Il repoussa l’idée que la main de Carter Thibodeau allait s’avancer et le saisir à la gorge. Se disant qu’il était normal de se sentir un peu

(terrifié)

nerveux, car le garçon avait bien failli le tuer, après tout. Et pourtant, il s’attendait à voir Carter s’asseoir, l’attirer à lui et planter des dents affamées dans sa gorge.

Big Jim appuya deux doigts contre la joue de Carter. La peau gluante de sang était froide, aucun pouls ne l’animait. Bien sûr que non. Le gamin était mort. Il l’était depuis douze heures ou davantage.

« Tu dînes avec ton Sauveur, fiston, murmura Big Jim. Rosbif et purée de pommes de terre. Tarte aux pommes pour le dessert. »

Il se sentit mieux. Il rampa jusqu’à la lampe torche et, lorsqu’il crut entendre quelque chose — le frottement d’une main avançant à tâtons sur le béton, par exemple —, il ne regarda pas derrière lui. Il devait remplacer la bouteille de propane. Il devait réduire le AAAAAAA au silence.

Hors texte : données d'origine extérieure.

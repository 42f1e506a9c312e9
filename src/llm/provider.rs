//! Provider-agnostic chat completion types.

use async_trait::async_trait;
use serde::{Deserialize, Serialize};

use crate::error::LlmError;

/// Role of a chat message.
#[derive(Debug, Clone, Copy, PartialEq, Eq, Serialize, Deserialize)]
#[serde(rename_all = "lowercase")]
pub enum Role {
    System,
    User,
    Assistant,
}

/// A single message in a completion conversation.
#[derive(Debug, Clone, PartialEq, Serialize, Deserialize)]
pub struct ChatMessage {
    pub role: Role,
    pub content: String,
}

impl ChatMessage {
    pub fn system(content: impl Into<String>) -> Self {
        Self {
            role: Role::System,
            content: content.into(),
        }
    }

    pub fn user(content: impl Into<String>) -> Self {
        Self {
            role: Role::User,
            content: content.into(),
        }
    }

    pub fn assistant(content: impl Into<String>) -> Self {
        Self {
            role: Role::Assistant,
            content: content.into(),
        }
    }
}

#[derive(Debug, Clone)]
pub struct CompletionRequest {
    pub messages: Vec<ChatMessage>,
    pub max_tokens: Option<u32>,
    pub temperature: Option<f32>,
}

impl CompletionRequest {
    pub fn new(messages: Vec<ChatMessage>) -> Self {
        Self {
            messages,
            max_tokens: None,
            temperature: None,
        }
    }

    pub fn with_max_tokens(mut self, max_tokens: u32) -> Self {
        self.max_tokens = Some(max_tokens);
        self
    }

    pub fn with_temperature(mut self, temperature: f32) -> Self {
        self.temperature = Some(temperature);
        self
    }
}

/// Why the model stopped generating.
#[derive(Debug, Clone, Copy, PartialEq, Eq)]
pub enum FinishReason {
    Stop,
    Length,
    Unknown,
}

#[derive(Debug, Clone)]
pub struct CompletionResponse {
    pub content: String,
    pub input_tokens: u32,
    pub output_tokens: u32,
    pub finish_reason: FinishReason,
}

/// A chat-completion backend.
#[async_trait]
pub trait LlmProvider: Send + Sync {
    fn model_name(&self) -> &str;

    async fn complete(&self, request: CompletionRequest) -> Result<CompletionResponse, LlmError>;
}

#[cfg(test)]
mod tests {
    use super::*;

    #[test]
    fn request_builder_sets_limits() {
        let request = CompletionRequest::new(vec![
            ChatMessage::system("You extract tasks."),
            ChatMessage::user("Subject: Contract"),
        ])
        .with_max_tokens(512)
        .with_temperature(0.1);

        assert_eq!(request.messages.len(), 2);
        assert_eq!(request.messages[0].role, Role::System);
        assert_eq!(request.max_tokens, Some(512));
        assert_eq!(request.temperature, Some(0.1));
    }

    #[test]
    fn role_serializes_lowercase() {
        let json = serde_json::to_string(&ChatMessage::assistant("ok")).unwrap();
        assert_eq!(json, r#"{"role":"assistant","content":"ok"}"#);
    }
}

Alors qu’il retirait l’une des quatre dernières bouteilles pleines de la réserve, son cœur se remit à flancher. Il s’assit à côté du couvercle rabattu, haletant et essayant de retrouver un rythme normal à coups de toussotements. Il priait aussi, sans se rendre compte que ses prières étaient avant tout une série d’exigences et de justifications : Faites que tout ça s’arrête, rien de ce qui est arrivé n’a été de ma faute, faites-moi sortir d’ici, j’ai fait du mieux que j’ai pu, remettez tout comme c’était avant, j’ai été trahi par des incompétents, guérissez mon cœur.

« Par la grâce de Jésus, amen », dit-il. Le son de sa voix le fit frissonner plus qu’il ne le rassura. On aurait dit des ossements s’entrechoquant dans une tombe.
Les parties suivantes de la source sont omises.